Letter IEDI n. 1116—Industrial setback and GDP weakening
Signs of weakening economic activity have been piling up as we move towards the end of the year. The 3rd quarter of 2021 ended with widespread losses in all major sectors of the economy, leading to another round of reductions in GDP projections for both the present year and 2022. As some had predicted, overcoming the COVID-19 crisis has not been an easy task.
In Sep'21, the decline was led by retail trade which, in its broad concept, registered -1.1% compared to Aug'21, followed by services, with -0.6%, and then the industry, whose 0.4% fall was its seventh negative rate in the seasonally adjusted series in the nine months of 2021 covered by IBGE statistics.
As a result, the Central Bank's IBC-Br indicator, which works as a GDP proxy, showed a drop of 0.27% from Aug'21 to Sep'21. Since the end of October, market expectations collected by the Focus Survey point to Brazilian GDP growing less than 5% in 2021 and last week they also signaled, for the first time, a rate below 1% for next year: 4.88% in 2021 and 0.93 in 2022. It is worth remembering that, at the beginning of the current half-year, the projections were 6% and 2.3%, respectively.
Although retail has moved backward more strongly in Sep'21, under the negative effect of inflation acceleration and very high unemployment, it is the industry whose evolution throughout 2021 has left something to be desired. Industrial losses are happening month after month in the wake of the disorganization of supply chains, the fall in the population's purchasing power and the rise in interest rates and economic policy uncertainties. The path of total GDP would be different if the important growth lever that the industry represents was at work.

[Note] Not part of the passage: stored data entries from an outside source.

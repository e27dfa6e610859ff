//! Per-transformation change counter.

use compact_str::CompactString;
use dashmap::DashMap;
use serde::ser::{Serialize, SerializeMap, Serializer};

/// Number of changed files per transformation, shared across worker threads.
#[derive(Debug, Default)]
pub struct TransformReport {
    counts: DashMap<CompactString, usize>,
}

impl TransformReport {
    pub fn new() -> Self {
        Self::default()
    }

    /// Count one changed file for `transformation`.
    pub fn record(&self, transformation: &str) {
        *self
            .counts
            .entry(CompactString::new(transformation))
            .or_insert(0) += 1;
    }

    pub fn count(&self, transformation: &str) -> usize {
        self.counts.get(transformation).map_or(0, |count| *count)
    }

    /// All counters, sorted by transformation name.
    pub fn entries(&self) -> Vec<(CompactString, usize)> {
        let mut entries: Vec<_> = self
            .counts
            .iter()
            .map(|entry| (entry.key().clone(), *entry.value()))
            .collect();
        entries.sort_by(|a, b| a.0.cmp(&b.0));
        entries
    }

    pub fn total(&self) -> usize {
        self.counts.iter().map(|entry| *entry.value()).sum()
    }
}

impl Serialize for TransformReport {
    fn serialize<S: Serializer>(&self, serializer: S) -> Result<S::Ok, S::Error> {
        let entries = self.entries();
        let mut map = serializer.serialize_map(Some(entries.len()))?;
        for (name, count) in &entries {
            map.serialize_entry(name.as_str(), count)?;
        }
        map.end()
    }
}
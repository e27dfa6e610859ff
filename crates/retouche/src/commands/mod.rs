//! CLI commands

pub mod list;
pub mod run;
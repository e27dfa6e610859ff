//! # retouche_sfc
//!
//! Splits a Vue Single File Component into its top-level blocks.
//!
//! Only the block boundaries are of interest here: the codemod rewrites the
//! contents of the `<script>` block and touches its open tag, so every block
//! records both its content range and the offset of its `<` character.
//! Contents are borrowed from the source wherever possible.

mod parse;
mod types;

pub use parse::parse_sfc;
pub use types::*;
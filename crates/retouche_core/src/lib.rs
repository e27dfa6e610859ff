//! # retouche_core
//!
//! Rewrites Vue components written with `defineComponent({ ... })` into
//! `<script setup>` form.
//!
//! ## Pipeline
//!
//! - [`transform_file`] checks that a file is an eligible `.vue` component
//!   and hands its `<script>` block to the orchestrator.
//! - [`orchestrator::run`] parses the script once with oxc and runs the
//!   passes in order: sub-component hoisting, props, emits, setup inlining.
//!   It then removes the component definition and drops imports that are
//!   no longer used.
//! - Passes never mutate the AST. They record span edits on a
//!   [`ScriptDocument`], which is rendered once at the end.
//!
//! Unrecognized shapes are skipped, so a file may come out partially
//! transformed but never fails because of them.
//!
//! ## Example
//!
//! ```ignore
//! use retouche_core::{transform_file, Transformation, TransformOptions};
//!
//! let source = r#"
//! <script lang="ts">
//! import { defineComponent } from 'vue'
//! export default defineComponent({
//!   props: { msg: String },
//! })
//! </script>
//! "#;
//!
//! let outcome = transform_file(
//!     "Hello.vue",
//!     source,
//!     Transformation::ScriptSetup,
//!     &TransformOptions::default(),
//! )?;
//! println!("{}", outcome.code);
//! ```

pub mod component;
pub mod document;
mod entry;
mod error;
pub mod import_cleanup;
mod literals;
mod options;
pub mod orchestrator;
pub mod passes;
pub mod prop_table;
mod report;
pub mod resolve;
pub mod synthesize;

pub use document::ScriptDocument;
pub use entry::*;
pub use error::*;
pub use options::*;
pub use orchestrator::{Stage, Transformation};
pub use report::*;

The industrial setback is clear: at the end of last year the sector was 3.3% above the pre-pandemic level (Feb'20) while in Sep'21 its production was 3.2% below that mark. In 2021, what was gained in the aftermath of the COVID-19 initial shock was lost, so much so that in Sep'21 versus Dec'20 there was a drop of 6.3%.
Retail trade, which managed to register a few months of growth in 2021, did not move backward as much as the industry in recent months, but in Sep'21, in its broad concept, real revenue was 2.6% lower than in Dec'20 and 1.7% below the pre-pandemic figure. In other words, it also lost the gains that the emergency aid and other emergency policies had helped the sector achieve in the second half of last year.
Even the year-on-year rates, which for some time were favored by the low bases of comparison, do not manage to hide the signs of a slowdown. In Q3'21 compared to Q3'20, the industry recorded -1.1% and narrow retail -1.3%. If sales of vehicles, auto parts and construction material are included, the performance of retail this quarter is no longer negative, but reaches only +0.9%.
This negative performance has widespread among both retail (50%) and industrial (54%) branches, but hit durable consumer goods more seriously. Its industrial production fell 16.9% in Q3'21 and furniture and household appliances (-18.2%) led retail losses in this period, followed by office, computer and communication equipment (-9.6%).
Services, in turn—whose recovery was slower than the other sectors' as the second wave of contagion by the coronavirus interrupted the normalization of several activities—for now have shown fewer signs of inflection, keeping their upward path.
In Sep'21, despite the negative rate in relation to the previous month, services’ real sales were 7.1% above the level of Dec'20 and 3.7% above the pre-pandemic figure. This means that, unlike retail trade and the industry, 2021 has been a favorable year for the sector, in large part thanks to the advance of vaccination against COVID-19.
In Q3'21 compared to the same period last year, services grew 15.2%, given the still depressed bases of comparison. Although all branches were in the black in this comparison, some of them still have a long way to go before resuming pre-pandemic revenue levels, such as air transport (-17.6%), services provided to households (-16.2% versus Feb'20) and administrative and complementary services (-4.4%), which generally comprise less qualified activities outsourced by companies.